** AVAILABLE DATA **

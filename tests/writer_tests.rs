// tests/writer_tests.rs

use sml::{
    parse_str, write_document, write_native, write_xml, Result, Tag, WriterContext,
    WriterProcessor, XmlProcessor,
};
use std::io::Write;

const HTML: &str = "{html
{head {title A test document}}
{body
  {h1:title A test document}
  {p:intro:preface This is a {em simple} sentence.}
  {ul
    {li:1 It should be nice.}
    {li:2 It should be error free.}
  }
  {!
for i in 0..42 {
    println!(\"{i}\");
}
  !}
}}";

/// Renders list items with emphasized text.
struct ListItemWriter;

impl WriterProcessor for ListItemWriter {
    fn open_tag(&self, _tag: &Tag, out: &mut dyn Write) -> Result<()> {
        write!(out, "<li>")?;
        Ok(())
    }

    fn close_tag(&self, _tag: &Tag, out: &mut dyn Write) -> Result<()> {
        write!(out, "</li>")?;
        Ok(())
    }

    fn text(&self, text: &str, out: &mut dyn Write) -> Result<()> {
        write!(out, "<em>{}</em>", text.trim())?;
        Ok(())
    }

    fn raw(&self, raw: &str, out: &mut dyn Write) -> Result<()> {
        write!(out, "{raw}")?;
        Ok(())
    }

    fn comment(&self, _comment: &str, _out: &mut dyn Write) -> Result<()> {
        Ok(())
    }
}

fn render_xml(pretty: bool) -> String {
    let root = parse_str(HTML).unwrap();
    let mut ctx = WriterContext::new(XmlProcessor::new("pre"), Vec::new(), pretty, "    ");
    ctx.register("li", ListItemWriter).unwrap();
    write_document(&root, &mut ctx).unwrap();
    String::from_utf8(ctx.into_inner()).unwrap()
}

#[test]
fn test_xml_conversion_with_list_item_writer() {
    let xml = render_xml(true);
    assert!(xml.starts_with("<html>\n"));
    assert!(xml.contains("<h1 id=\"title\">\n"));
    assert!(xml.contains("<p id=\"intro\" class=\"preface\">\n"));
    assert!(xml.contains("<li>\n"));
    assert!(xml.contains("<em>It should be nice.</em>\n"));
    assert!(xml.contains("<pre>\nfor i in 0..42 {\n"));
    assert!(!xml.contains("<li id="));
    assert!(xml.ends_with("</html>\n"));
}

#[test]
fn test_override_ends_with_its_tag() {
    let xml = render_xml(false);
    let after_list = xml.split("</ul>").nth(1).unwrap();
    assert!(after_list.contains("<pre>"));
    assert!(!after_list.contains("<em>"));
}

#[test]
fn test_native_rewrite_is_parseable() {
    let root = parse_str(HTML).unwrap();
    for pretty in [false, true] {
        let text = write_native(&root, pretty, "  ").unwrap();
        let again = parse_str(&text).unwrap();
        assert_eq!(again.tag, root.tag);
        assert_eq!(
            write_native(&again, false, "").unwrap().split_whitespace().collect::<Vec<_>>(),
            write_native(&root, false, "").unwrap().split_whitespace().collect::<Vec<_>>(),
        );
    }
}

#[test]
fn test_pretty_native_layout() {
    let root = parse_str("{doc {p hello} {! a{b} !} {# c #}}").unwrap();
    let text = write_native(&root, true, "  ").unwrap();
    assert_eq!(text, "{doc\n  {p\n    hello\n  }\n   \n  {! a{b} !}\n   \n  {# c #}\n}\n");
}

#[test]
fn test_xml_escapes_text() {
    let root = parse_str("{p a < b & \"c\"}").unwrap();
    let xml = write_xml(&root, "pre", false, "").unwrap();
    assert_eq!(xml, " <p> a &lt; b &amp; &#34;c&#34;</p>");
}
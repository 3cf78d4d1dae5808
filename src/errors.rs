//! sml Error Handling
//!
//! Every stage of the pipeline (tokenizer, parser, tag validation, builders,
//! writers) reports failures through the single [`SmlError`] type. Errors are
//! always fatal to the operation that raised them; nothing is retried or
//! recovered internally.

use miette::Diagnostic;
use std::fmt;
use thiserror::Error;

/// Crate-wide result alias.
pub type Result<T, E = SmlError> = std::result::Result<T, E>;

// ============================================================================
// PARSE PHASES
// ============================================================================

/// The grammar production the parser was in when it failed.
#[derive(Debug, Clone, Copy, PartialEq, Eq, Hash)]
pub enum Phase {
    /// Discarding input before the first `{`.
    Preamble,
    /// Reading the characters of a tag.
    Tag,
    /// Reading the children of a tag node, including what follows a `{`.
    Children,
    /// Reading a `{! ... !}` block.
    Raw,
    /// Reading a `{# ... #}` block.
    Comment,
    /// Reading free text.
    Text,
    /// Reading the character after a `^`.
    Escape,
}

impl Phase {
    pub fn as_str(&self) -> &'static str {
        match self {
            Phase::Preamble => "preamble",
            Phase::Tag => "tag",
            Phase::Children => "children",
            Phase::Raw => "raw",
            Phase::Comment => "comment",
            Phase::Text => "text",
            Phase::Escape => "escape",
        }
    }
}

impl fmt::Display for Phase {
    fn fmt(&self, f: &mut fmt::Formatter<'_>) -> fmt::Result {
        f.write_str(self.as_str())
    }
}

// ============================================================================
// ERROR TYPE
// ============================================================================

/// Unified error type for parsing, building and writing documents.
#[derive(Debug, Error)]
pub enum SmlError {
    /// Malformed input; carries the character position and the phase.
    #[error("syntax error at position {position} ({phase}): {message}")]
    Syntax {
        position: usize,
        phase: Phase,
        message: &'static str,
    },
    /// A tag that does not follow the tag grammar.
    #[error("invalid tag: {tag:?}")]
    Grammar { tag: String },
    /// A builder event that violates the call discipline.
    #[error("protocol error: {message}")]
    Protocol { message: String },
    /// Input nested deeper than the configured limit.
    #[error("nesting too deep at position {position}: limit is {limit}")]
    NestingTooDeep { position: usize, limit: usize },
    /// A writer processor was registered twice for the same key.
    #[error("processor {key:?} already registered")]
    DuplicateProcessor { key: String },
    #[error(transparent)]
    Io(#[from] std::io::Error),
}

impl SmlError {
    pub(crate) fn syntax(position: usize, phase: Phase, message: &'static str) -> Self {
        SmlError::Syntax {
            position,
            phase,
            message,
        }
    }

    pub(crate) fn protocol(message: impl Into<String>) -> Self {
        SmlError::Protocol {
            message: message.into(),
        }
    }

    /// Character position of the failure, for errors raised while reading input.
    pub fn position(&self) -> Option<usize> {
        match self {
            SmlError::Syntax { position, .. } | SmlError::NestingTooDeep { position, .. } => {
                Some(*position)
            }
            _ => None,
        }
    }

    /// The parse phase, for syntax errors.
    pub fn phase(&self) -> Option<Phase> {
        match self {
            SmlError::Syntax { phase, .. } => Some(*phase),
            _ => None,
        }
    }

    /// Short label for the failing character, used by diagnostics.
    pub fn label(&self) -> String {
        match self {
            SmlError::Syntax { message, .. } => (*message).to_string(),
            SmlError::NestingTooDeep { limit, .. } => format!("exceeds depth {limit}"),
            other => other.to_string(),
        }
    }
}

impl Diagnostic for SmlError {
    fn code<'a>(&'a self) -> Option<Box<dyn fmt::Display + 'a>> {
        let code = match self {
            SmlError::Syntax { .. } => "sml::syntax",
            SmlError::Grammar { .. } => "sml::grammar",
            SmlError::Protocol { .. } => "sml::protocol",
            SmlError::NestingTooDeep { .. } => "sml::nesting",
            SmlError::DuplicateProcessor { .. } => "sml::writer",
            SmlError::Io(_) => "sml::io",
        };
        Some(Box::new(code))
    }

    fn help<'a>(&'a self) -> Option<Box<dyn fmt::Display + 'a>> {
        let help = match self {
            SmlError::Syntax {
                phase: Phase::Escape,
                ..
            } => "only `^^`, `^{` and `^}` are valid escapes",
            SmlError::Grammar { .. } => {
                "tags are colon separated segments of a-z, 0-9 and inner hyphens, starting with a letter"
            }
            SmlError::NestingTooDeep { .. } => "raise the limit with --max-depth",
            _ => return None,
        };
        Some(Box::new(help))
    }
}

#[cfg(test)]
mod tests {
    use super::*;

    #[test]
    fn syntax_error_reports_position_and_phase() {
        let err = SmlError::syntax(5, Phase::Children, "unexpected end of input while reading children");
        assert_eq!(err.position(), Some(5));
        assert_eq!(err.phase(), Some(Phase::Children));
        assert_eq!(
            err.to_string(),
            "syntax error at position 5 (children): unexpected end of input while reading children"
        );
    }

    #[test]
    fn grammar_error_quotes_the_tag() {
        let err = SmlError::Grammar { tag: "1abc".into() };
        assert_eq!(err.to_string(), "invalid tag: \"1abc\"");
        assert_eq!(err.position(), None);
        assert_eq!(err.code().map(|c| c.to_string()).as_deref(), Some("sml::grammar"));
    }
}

** DIRECTIONS FOR THIS TASK **
Search the data above for the string "again" and copy each line that has it.

** TASK RESPONSE **
        let again = parse_str(&text).unwrap();
        assert_eq!(again.tag, root.tag);
            write_native(&again, false, "").unwrap().split_whitespace().collect::<Vec<_>>(),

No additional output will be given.